### Supplied information ###
use std::collections::HashMap;

use bincode::Options;
use dashmap::DashMap;
use rqfs::{
    path::{self, FsPathBuf, Path, PathBuf},
    Method, QueueEntry,
};
use tokio::sync::Notify;

/// Where the queue keeps its durable state.
#[derive(Debug, Clone)]
pub enum QueuePersist {
    Memory,
    OnDisk(FsPathBuf),
}

/// The durable request queue: pending mutations keyed by parent directory,
/// FIFO within each key.
///
/// The in-memory map is authoritative; the on-disk copy follows every
/// mutation so that pending requests survive a restart.
#[derive(Debug)]
pub struct RequestQueue {
    entries: DashMap<PathBuf, Vec<QueueEntry>>,
    persist: QueuePersist,
    notify: Notify,
}

impl RequestQueue {
    pub fn new(persist: QueuePersist) -> Self {
        Self {
            entries: DashMap::new(),
            persist,
            notify: Notify::new(),
        }
    }

    pub async fn load_from_disk(&self) -> rqfs::Result<()> {
        use std::fs;
        use std::io::BufReader;

        let path = match &self.persist {
            QueuePersist::Memory => return Ok(()),
            QueuePersist::OnDisk(path) => path.clone(),
        };
        if !path.exists() {
            return Ok(());
        }
        log::info!("loading pending requests from {path}");

        let handle = tokio::task::spawn_blocking(move || {
            let reader = fs::File::open(path).map_err(crate::error::queue)?;
            let reader = BufReader::new(reader);
            let opts = bincode_options();
            let entries: HashMap<PathBuf, Vec<QueueEntry>> = opts
                .deserialize_from(reader)
                .map_err(crate::error::queue)?;
            Ok::<_, rqfs::Error>(entries)
        });

        let entries = handle.await.unwrap()?;
        log::trace!("loaded requests for {} directories", entries.len());
        self.entries.clear();
        for (key, reqs) in entries {
            self.entries.insert(key, reqs);
        }
        if !self.entries.is_empty() {
            self.notify.notify_one();
        }
        Ok(())
    }

    pub async fn save_to_disk(&self) -> rqfs::Result<()> {
        use std::fs;
        use std::io::BufWriter;

        let path = match &self.persist {
            QueuePersist::Memory => return Ok(()),
            QueuePersist::OnDisk(path) => path.clone(),
        };

        let snapshot: HashMap<PathBuf, Vec<QueueEntry>> = self
            .entries
            .iter()
            .map(|kv| (kv.key().clone(), kv.value().clone()))
            .collect();
        log::trace!("saving requests for {} directories to {path}", snapshot.len());

        let handle = tokio::task::spawn_blocking(move || {
            if let Some(parent) = path.parent() {
                fs::create_dir_all(parent).map_err(crate::error::queue)?;
            }
            let writer = fs::File::create(&path).map_err(crate::error::queue)?;
            let writer = BufWriter::new(writer);
            let opts = bincode_options();
            opts.serialize_into(writer, &snapshot)
                .map_err(crate::error::queue)?;
            Ok::<_, rqfs::Error>(())
        });

        handle.await.unwrap()
    }

    /// Future resolving when new entries may be available.
    pub async fn notified(&self) {
        self.notify.notified().await;
    }

    pub fn is_empty(&self) -> bool {
        self.entries.iter().all(|kv| kv.value().is_empty())
    }

    /// Appends `entry` under its parent directory key.
    ///
    /// A DELETE directly following a DELETE for the same name is dropped:
    /// replay must never see two deletions without a create in between.
    pub async fn queue_request(&self, entry: QueueEntry) -> rqfs::Result<()> {
        let key = entry.parent().to_owned();
        {
            let mut reqs = self.entries.entry(key).or_default();
            if entry.method == Method::Delete {
                let dup = reqs
                    .iter()
                    .rev()
                    .find(|e| path::eq_normalized(e.path.as_str(), entry.path.as_str()))
                    .map(|e| e.method == Method::Delete)
                    .unwrap_or(false);
                if dup {
                    log::debug!("dropping duplicate DELETE for {}", entry.path);
                    return Ok(());
                }
            }
            log::info!("queueing {} for {}", entry.method, entry.path);
            reqs.push(entry);
        }
        let res = self.save_to_disk().await;
        self.notify.notify_one();
        res
    }

    /// Pending methods in `parent`, keyed by NFKD-normalized base name.
    /// The newest entry wins for a name that appears several times.
    pub fn get_requests(&self, parent: &Path) -> HashMap<String, Method> {
        let mut map = HashMap::new();
        if let Some(reqs) = self.entries.get(parent) {
            for req in reqs.iter() {
                map.insert(path::normal_form(req.name()), req.method);
            }
        }
        map
    }

    /// The method of a pending request referring to `path`, either as
    /// source or as MOVE destination.
    pub fn pending_for(&self, path: &Path) -> Option<Method> {
        for kv in self.entries.iter() {
            for req in kv.value().iter() {
                if path::eq_normalized(req.path.as_str(), path.as_str()) {
                    return Some(req.method);
                }
                if let Some(dest) = &req.dest_path {
                    if path::eq_normalized(dest.as_str(), path.as_str()) {
                        return Some(req.method);
                    }
                }
            }
        }
        None
    }

    /// Removes every key equal to or below `prefix`.
    pub async fn remove_path(&self, prefix: &Path) -> rqfs::Result<()> {
        self.entries.retain(|key, _| !key.starts_with(prefix));
        self.save_to_disk().await
    }

    /// Re-parents every key and entry path below `old_prefix` to
    /// `new_prefix`. Used when a directory is renamed.
    pub async fn update_path(&self, old_prefix: &Path, new_prefix: &Path) -> rqfs::Result<()> {
        let moved: Vec<PathBuf> = self
            .entries
            .iter()
            .filter(|kv| kv.key().starts_with(old_prefix))
            .map(|kv| kv.key().clone())
            .collect();

        for key in moved {
            if let Some((_, reqs)) = self.entries.remove(&key) {
                let new_key = reparent(&key, old_prefix, new_prefix);
                let reqs: Vec<QueueEntry> = reqs
                    .into_iter()
                    .map(|mut req| {
                        req.path = reparent(&req.path, old_prefix, new_prefix);
                        req.dest_path = req
                            .dest_path
                            .map(|dest| reparent(&dest, old_prefix, new_prefix));
                        req
                    })
                    .collect();
                self.entries.entry(new_key).or_default().extend(reqs);
            }
        }
        self.save_to_disk().await
    }

    /// Keys that currently hold pending entries.
    pub fn parents(&self) -> Vec<PathBuf> {
        self.entries
            .iter()
            .filter(|kv| !kv.value().is_empty())
            .map(|kv| kv.key().clone())
            .collect()
    }

    /// The oldest pending entry of `parent`.
    pub fn front(&self, parent: &Path) -> Option<QueueEntry> {
        self.entries
            .get(parent)
            .and_then(|reqs| reqs.first().cloned())
    }

    /// Pending entries of `parent`, oldest first.
    pub fn requests(&self, parent: &Path) -> Vec<QueueEntry> {
        self.entries
            .get(parent)
            .map(|reqs| reqs.clone())
            .unwrap_or_default()
    }

    /// Removes `entry` from the front of `parent`, if it is still there.
    pub async fn confirm(&self, parent: &Path, entry: &QueueEntry) -> rqfs::Result<()> {
        let mut emptied = false;
        if let Some(mut reqs) = self.entries.get_mut(parent) {
            if reqs.first() == Some(entry) {
                reqs.remove(0);
            }
            emptied = reqs.is_empty();
        }
        if emptied {
            self.entries.remove_if(parent, |_, reqs| reqs.is_empty());
        }
        self.save_to_disk().await
    }
}

impl crate::Shutdown for RequestQueue {
    /// Pending requests must survive the restart.
    async fn shutdown(&self) -> anyhow::Result<()> {
        self.save_to_disk().await?;
        Ok(())
    }
}

fn reparent(path: &Path, old_prefix: &Path, new_prefix: &Path) -> PathBuf {
    match path.strip_prefix(old_prefix) {
        Some(rest) if rest.as_str().is_empty() => new_prefix.to_owned(),
        Some(rest) => new_prefix.join(rest),
        None => path.to_owned(),
    }
}

fn bincode_options() -> impl bincode::Options {
    bincode::DefaultOptions::new()
        .with_fixint_encoding()
        .allow_trailing_bytes()
}
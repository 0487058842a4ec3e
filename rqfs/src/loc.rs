//! Locations module

/// Locations for the user
pub mod user {
    use camino::Utf8PathBuf;

    pub fn config_dir() -> anyhow::Result<Utf8PathBuf> {
        let dir =
            dirs::config_dir().ok_or_else(|| anyhow::anyhow!("Can't get config directory"))?;
        let dir = Utf8PathBuf::try_from(dir)?;
        Ok(dir.join("rqfs"))
    }

    pub fn cache_dir() -> anyhow::Result<Utf8PathBuf> {
        let dir = dirs::cache_dir().ok_or_else(|| anyhow::anyhow!("Can't get cache directory"))?;
        let dir = Utf8PathBuf::try_from(dir)?;
        Ok(dir.join("rqfs"))
    }
}

pub mod inst {
    use camino::Utf8PathBuf;

    pub fn config_dir(instance_name: &str) -> anyhow::Result<Utf8PathBuf> {
        Ok(super::user::config_dir()?.join(instance_name))
    }

    pub fn config_file(instance_name: &str) -> anyhow::Result<Utf8PathBuf> {
        Ok(config_dir(instance_name)?.join("config.json"))
    }

    pub fn cache_dir(instance_name: &str) -> anyhow::Result<Utf8PathBuf> {
        Ok(super::user::cache_dir()?.join(instance_name))
    }

    pub fn queue_file(instance_name: &str) -> anyhow::Result<Utf8PathBuf> {
        Ok(cache_dir(instance_name)?.join("requests.bin"))
    }
}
###
What to work on: Where does the string "first" appear in the records above? Show every line that holds it.

Response for this exercise:
            .and_then(|reqs| reqs.first().cloned())
    /// Pending entries of `parent`, oldest first.
            if reqs.first() == Some(entry) {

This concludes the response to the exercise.